:: DATA TO USE ::
//! Bot configuration loading.
//!
//! A thin collaborator over the core: a TOML file carrying the classic
//! key set (`Nick`, `Server`, `SSL`, …) is deserialized and pushed
//! through the client's typed setters, optionally connecting and joining
//! channels in one call.
//!
//! ```toml
//! Nick = "examplebot"
//! UserName = "example"
//! Server = "irc.example.net"
//! Port = 6697
//! SSL = true
//! Channels = "#example"
//! ```

use std::path::Path;

use serde::Deserialize;
use thiserror::Error;

use crate::client::{ConnectionSettings, IrcClient};
use crate::error::ClientError;

/// Errors produced while loading a configuration file.
#[derive(Debug, Error)]
pub enum ConfigError {
    /// The file could not be read.
    #[error("failed to read config file: {0}")]
    Io(#[from] std::io::Error),

    /// The file is not valid TOML (or has mistyped keys).
    #[error("failed to parse config file: {0}")]
    Parse(#[from] toml::de::Error),
}

/// Declarative bot configuration.
///
/// Every key is optional; absent keys leave the client's defaults
/// untouched.
#[derive(Clone, Debug, Default, Deserialize, PartialEq)]
#[serde(default, rename_all = "PascalCase", deny_unknown_fields)]
pub struct BotConfig {
    /// Log raw traffic at INFO.
    pub verbose: Option<bool>,
    /// Nick to register with.
    pub nick: Option<String>,
    /// Username (ident).
    pub user_name: Option<String>,
    /// Real name field of `USER`.
    pub real_name: Option<String>,
    /// CTCP VERSION reply.
    pub version: Option<String>,
    /// CTCP FINGER reply.
    pub finger: Option<String>,
    /// Server to connect to; connection only happens when set.
    pub server: Option<String>,
    /// Server port; defaults to 6667 when omitted.
    pub port: Option<u16>,
    /// Connect over TLS.
    #[serde(rename = "SSL")]
    pub ssl: Option<bool>,
    /// Verify the server certificate.
    #[serde(rename = "VerifySSL")]
    pub verify_ssl: Option<bool>,
    /// Connection password.
    pub password: Option<String>,
    /// Channel (or comma-separated channels) to join after connecting.
    pub channels: Option<String>,
}

impl BotConfig {
    /// Load a configuration from a TOML file.
    ///
    /// # Errors
    ///
    /// [`ConfigError::Io`] when the file cannot be read,
    /// [`ConfigError::Parse`] when it is not valid.
    pub fn load<P: AsRef<Path>>(path: P) -> Result<Self, ConfigError> {
        let content = std::fs::read_to_string(path)?;
        Ok(toml::from_str(&content)?)
    }

    /// Parse a configuration from a TOML string.
    ///
    /// # Errors
    ///
    /// [`ConfigError::Parse`] when the text is not valid.
    pub fn parse(text: &str) -> Result<Self, ConfigError> {
        Ok(toml::from_str(text)?)
    }

    /// Apply this configuration to a client: push the identity settings,
    /// then connect and join the configured channels when a server is
    /// present.
    ///
    /// # Errors
    ///
    /// Connection errors from [`IrcClient::connect`].
    pub async fn apply(&self, client: &IrcClient) -> Result<(), ClientError> {
        if let Some(verbose) = self.verbose {
            client.set_verbose(verbose);
        }
        if let Some(nick) = &self.nick {
            client.set_name(nick);
        }
        if let Some(user_name) = &self.user_name {
            client.set_user_name(user_name);
        }
        if let Some(real_name) = &self.real_name {
            client.set_real_name(real_name);
        }
        if let Some(version) = &self.version {
            client.set_version(version);
        }
        if let Some(finger) = &self.finger {
            client.set_finger(finger);
        }

        if let Some(server) = &self.server {
            let mut settings = ConnectionSettings::new(server.clone());
            if let Some(port) = self.port {
                settings.port = port;
            }
            if let Some(ssl) = self.ssl {
                settings.use_tls = ssl;
            }
            if let Some(verify_ssl) = self.verify_ssl {
                settings.verify_tls = verify_ssl;
            }
            settings.password = self.password.clone();

            client.connect(settings).await?;

            if let Some(channels) = &self.channels {
                client.join_channel(channels).await;
            }
        }

        Ok(())
    }
}

#[cfg(test)]
mod tests {
    use super::*;

    #[test]
    fn test_parse_full_config() {
        let config = BotConfig::parse(
            r##"
            Verbose = true
            Nick = "testbot"
            UserName = "test"
            RealName = "Test Bot"
            Version = "Test-1"
            Finger = "busy"
            Server = "irc.example.net"
            Port = 6697
            SSL = true
            VerifySSL = false
            Password = "hunter2"
            Channels = "#a,#b"
            "##,
        )
        .unwrap();

        assert_eq!(config.nick.as_deref(), Some("testbot"));
        assert_eq!(config.port, Some(6697));
        assert_eq!(config.ssl, Some(true));
        assert_eq!(config.verify_ssl, Some(false));
        assert_eq!(config.channels.as_deref(), Some("#a,#b"));
    }

    #[test]
    fn test_parse_empty_config() {
        let config = BotConfig::parse("").unwrap();
        assert_eq!(config, BotConfig::default());
    }

    #[test]
    fn test_unknown_key_rejected() {
        assert!(matches!(
            BotConfig::parse("Nickname = \"typo\""),
            Err(ConfigError::Parse(_))
        ));
    }

    #[tokio::test]
    async fn test_apply_identity_without_server() {
        let client = IrcClient::new();
        let config = BotConfig::parse(
            r#"
            Nick = "confbot"
            Version = "Conf-1"
            "#,
        )
        .unwrap();

        config.apply(&client).await.unwrap();
        assert_eq!(client.name(), "confbot");
        assert_eq!(client.version(), "Conf-1");
        assert!(!client.is_connected());
    }
}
:::
--- EXERCISE PROMPT ---
Please go through the data and copy each line containing the word "text".

--- RESPONSE TO THE TASK ---
    /// [`ConfigError::Parse`] when the text is not valid.
    pub fn parse(text: &str) -> Result<Self, ConfigError> {
        Ok(toml::from_str(text)?)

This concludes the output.